* Brief: Lines from the top of the listing down to the one with "matches greedily across", inclusive, are to be copied exactly.

* Source information:
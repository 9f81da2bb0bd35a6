//! RFC 6570 URI template subset used for resource matching.
//!
//! Supported expressions:
//!
//! - `{var}` matches one path segment (`[^/]+`)
//! - `{+var}` matches greedily across segments (`.+`)
//! - `{/var*}` matches a `/`-separated sequence, captured as an ordered
//!   list of segments
//!
//! Templates compile to an anchored regex once, at registration time.
//! Matching normalizes the URI scheme case on both sides.

use regex::Regex;
use std::collections::HashMap;

use crate::error::{Error, Result};

/// A captured template variable.
#[derive(Debug, Clone, PartialEq, Eq)]
pub enum TemplateValue {
    /// Single value from `{var}` or `{+var}`.
    One(String),
    /// Ordered path segments from `{/var*}`.
    Many(Vec<String>),
}

impl TemplateValue {
    /// The single value, if this capture is not a sequence.
    pub fn as_one(&self) -> Option<&str> {
        match self {
            Self::One(s) => Some(s),
            Self::Many(_) => None,
        }
    }

    /// The segment sequence, if this capture came from an explode operator.
    pub fn as_many(&self) -> Option<&[String]> {
        match self {
            Self::One(_) => None,
            Self::Many(segments) => Some(segments),
        }
    }
}

#[derive(Debug, Clone, Copy, PartialEq, Eq)]
enum VarKind {
    Segment,
    Reserved,
    PathExplode,
}

#[derive(Debug, Clone)]
struct VarSpec {
    name: String,
    kind: VarKind,
}

/// A compiled URI template.
#[derive(Debug, Clone)]
pub struct UriTemplate {
    raw: String,
    pattern: Regex,
    vars: Vec<VarSpec>,
    literal_prefix: String,
}

fn valid_var_name(name: &str) -> bool {
    !name.is_empty()
        && name
            .chars()
            .all(|c| c.is_ascii_alphanumeric() || c == '_')
}

/// Lowercase the scheme part of a URI or template, leaving the rest as-is.
fn normalize_scheme(uri: &str) -> String {
    match uri.find(':') {
        Some(pos) => {
            let (scheme, rest) = uri.split_at(pos);
            format!("{}{}", scheme.to_ascii_lowercase(), rest)
        },
        None => uri.to_string(),
    }
}

impl UriTemplate {
    /// Compile a template string.
    ///
    /// Fails with invalid-params on unbalanced braces, empty or malformed
    /// variable names, and unsupported operators.
    pub fn parse(template: &str) -> Result<Self> {
        let mut pattern = String::from("^");
        let mut vars = Vec::new();
        let mut literal_prefix = String::new();
        let mut saw_expression = false;

        let mut rest = template;
        while let Some(open) = rest.find('{') {
            let (literal, tail) = rest.split_at(open);
            pattern.push_str(&regex::escape(literal));
            if !saw_expression {
                literal_prefix.push_str(literal);
            }

            let close = tail.find('}').ok_or_else(|| {
                Error::invalid_params(format!("unbalanced braces in URI template: {template}"))
            })?;
            let expr = &tail[1..close];
            rest = &tail[close + 1..];
            saw_expression = true;

            let (kind, name) = if let Some(name) = expr.strip_prefix('+') {
                (VarKind::Reserved, name)
            } else if let Some(inner) = expr.strip_prefix('/') {
                let name = inner.strip_suffix('*').ok_or_else(|| {
                    Error::invalid_params(format!(
                        "unsupported operator in URI template expression: {{{expr}}}"
                    ))
                })?;
                (VarKind::PathExplode, name)
            } else {
                (VarKind::Segment, expr)
            };

            if !valid_var_name(name) {
                return Err(Error::invalid_params(format!(
                    "invalid variable name in URI template: {{{expr}}}"
                )));
            }

            match kind {
                VarKind::Segment => pattern.push_str("([^/]+)"),
                VarKind::Reserved => pattern.push_str("(.+)"),
                VarKind::PathExplode => pattern.push_str("((?:/[^/]+)*)"),
            }
            vars.push(VarSpec {
                name: name.to_string(),
                kind,
            });
        }
        pattern.push_str(&regex::escape(rest));
        if !saw_expression {
            literal_prefix.push_str(rest);
        }
        pattern.push('$');

        let compiled = Regex::new(&normalize_scheme(&pattern))
            .map_err(|e| Error::invalid_params(format!("invalid URI template: {e}")))?;

        Ok(Self {
            raw: template.to_string(),
            pattern: compiled,
            vars,
            literal_prefix: normalize_scheme(&literal_prefix),
        })
    }

    /// The template source text.
    pub fn as_str(&self) -> &str {
        &self.raw
    }

    /// The literal text before the first expression, scheme-normalized.
    /// Longer prefixes win when several templates match one URI.
    pub fn literal_prefix(&self) -> &str {
        &self.literal_prefix
    }

    /// Match a URI, returning captured variables or `None`.
    pub fn match_uri(&self, uri: &str) -> Option<HashMap<String, TemplateValue>> {
        let normalized = normalize_scheme(uri);
        let captures = self.pattern.captures(&normalized)?;

        let mut values = HashMap::with_capacity(self.vars.len());
        for (index, spec) in self.vars.iter().enumerate() {
            let raw = captures.get(index + 1)?.as_str();
            let value = match spec.kind {
                VarKind::Segment | VarKind::Reserved => TemplateValue::One(decode(raw)),
                VarKind::PathExplode => TemplateValue::Many(
                    raw.split('/')
                        .filter(|segment| !segment.is_empty())
                        .map(decode)
                        .collect(),
                ),
            };
            values.insert(spec.name.clone(), value);
        }
        Some(values)
    }
}

fn decode(raw: &str) -> String {
    urlencoding::decode(raw)
        .map(|cow| cow.into_owned())
        .unwrap_or_else(|_| raw.to_string())
}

* Exercise response:
repository 9f81da2bb0bd35a6
//! RFC 6570 URI template subset used for resource matching.
//!
//! Supported expressions:
//!
//! - `{var}` matches one path segment (`[^/]+`)
//! - `{+var}` matches greedily across segments (`.+`)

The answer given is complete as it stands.